From there, Bishop started growing open-pollinated corns that would later serve as the inspiration behind his desire to experiment with various flavors.

"I started breeding my own open-pollinated corns for feed. At the time, we were raising turkeys, chickens and all that stuff. I really couldn't get any levity with that. Even the Amish weren't really interested in growing that stuff, these odd-colored corns," he said. "With distilling being inherently agricultural and me being a huge history fan, I start going, 'Well, these are the kinds of corns that they were playing with back in the 1800s for distillation. So you get curious and ask, 'What does a whiskey taste like that is made from all of these corns with these different amino acids and these different flavor compounds?' From there just sort of became a rabbit hole."

As Bishop grew older, he soon realized he was developing a deep appreciation of history and the distilling process.
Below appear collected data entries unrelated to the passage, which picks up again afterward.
//! Domain error types.

/// A single row problem found while loading a catalog file.
#[derive(Debug, Clone, PartialEq, thiserror::Error)]
#[error("row {row}: {message}")]
pub struct CatalogRowError {
    pub row: usize,
    pub message: String,
}

/// Top-level error type for stratdeck.
#[derive(Debug, thiserror::Error)]
pub enum DeckError {
    #[error("config parse error in {file}: {reason}")]
    ConfigParse { file: String, reason: String },

    #[error("missing config key [{section}] {key}")]
    ConfigMissing { section: String, key: String },

    #[error("invalid config value [{section}] {key}: {reason}")]
    ConfigInvalid {
        section: String,
        key: String,
        reason: String,
    },

    #[error("catalog load error in {source_name}: {reason}")]
    CatalogLoad { source_name: String, reason: String },

    #[error(transparent)]
    CatalogRow(#[from] CatalogRowError),

    #[error("unknown strategy: {id}")]
    UnknownStrategy { id: String },

    #[error("unknown setting: {id}")]
    UnknownSetting { id: String },

    #[error("invalid {field}: {reason}")]
    InvalidInput { field: String, reason: String },

    #[error(transparent)]
    Io(#[from] std::io::Error),
}

impl DeckError {
    pub fn invalid_input(field: impl Into<String>, reason: impl Into<String>) -> Self {
        DeckError::InvalidInput {
            field: field.into(),
            reason: reason.into(),
        }
    }

    /// Process exit status for this error kind.
    pub fn exit_status(&self) -> u8 {
        match self {
            DeckError::Io(_) => 1,
            DeckError::ConfigParse { .. }
            | DeckError::ConfigMissing { .. }
            | DeckError::ConfigInvalid { .. } => 2,
            DeckError::CatalogLoad { .. } | DeckError::CatalogRow(_) => 3,
            DeckError::UnknownStrategy { .. } | DeckError::UnknownSetting { .. } => 4,
            DeckError::InvalidInput { .. } => 5,
        }
    }
}

impl From<&DeckError> for std::process::ExitCode {
    fn from(err: &DeckError) -> Self {
        std::process::ExitCode::from(err.exit_status())
    }
}

#[cfg(test)]
mod tests {
    use super::*;

    #[test]
    fn row_error_display_includes_row() {
        let err = CatalogRowError {
            row: 3,
            message: "unknown risk level 'Extreme'".into(),
        };
        assert_eq!(err.to_string(), "row 3: unknown risk level 'Extreme'");
    }

    #[test]
    fn row_error_converts_transparently() {
        let err: DeckError = CatalogRowError {
            row: 1,
            message: "empty id".into(),
        }
        .into();
        assert_eq!(err.to_string(), "row 1: empty id");
    }

    #[test]
    fn exit_codes_follow_error_kind() {
        let cases = [
            (DeckError::Io(std::io::Error::other("x")), 1),
            (
                DeckError::ConfigMissing {
                    section: "web".into(),
                    key: "listen".into(),
                },
                2,
            ),
            (
                DeckError::CatalogLoad {
                    source_name: "a.csv".into(),
                    reason: "x".into(),
                },
                3,
            ),
            (DeckError::UnknownStrategy { id: "9".into() }, 4),
            (DeckError::invalid_input("email", "missing @"), 5),
        ];
        for (err, expected) in cases {
            assert_eq!(err.exit_status(), expected, "{err}");
        }
    }
}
Today, he combines the two of these by preserving the distilling legacy of Southern Indiana while pioneering for its very future.
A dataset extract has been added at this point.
use clap::Parser;
use stratdeck::cli::{Cli, run};

fn main() -> std::process::ExitCode {
    run(Cli::parse())
}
Today, he is considered the leading expert on the history of distilling in Indiana, the process of cultivating wild yeast strains and anything having to do with distilling.

Combining old and new yeast strains

Bishop is a strong advocate of collecting and cultivating old yeast strains. He is always eager to identify aged yeast strains that can be used to add character and bolster the taste profiles of spirits he produces at Spirits of French Lick. He has worked there since 2015.

"I knew that history and I wanted to play off of it. I wanted to play in my own backyard where I'm from," Bishop said. "My other interest in coming here was the ability to be able to build a brand from the ground up, where I actually have some input and I could play off of all the historical methodology that I had because that history of Southern Indiana has gone and a lot of people do not really understand that history."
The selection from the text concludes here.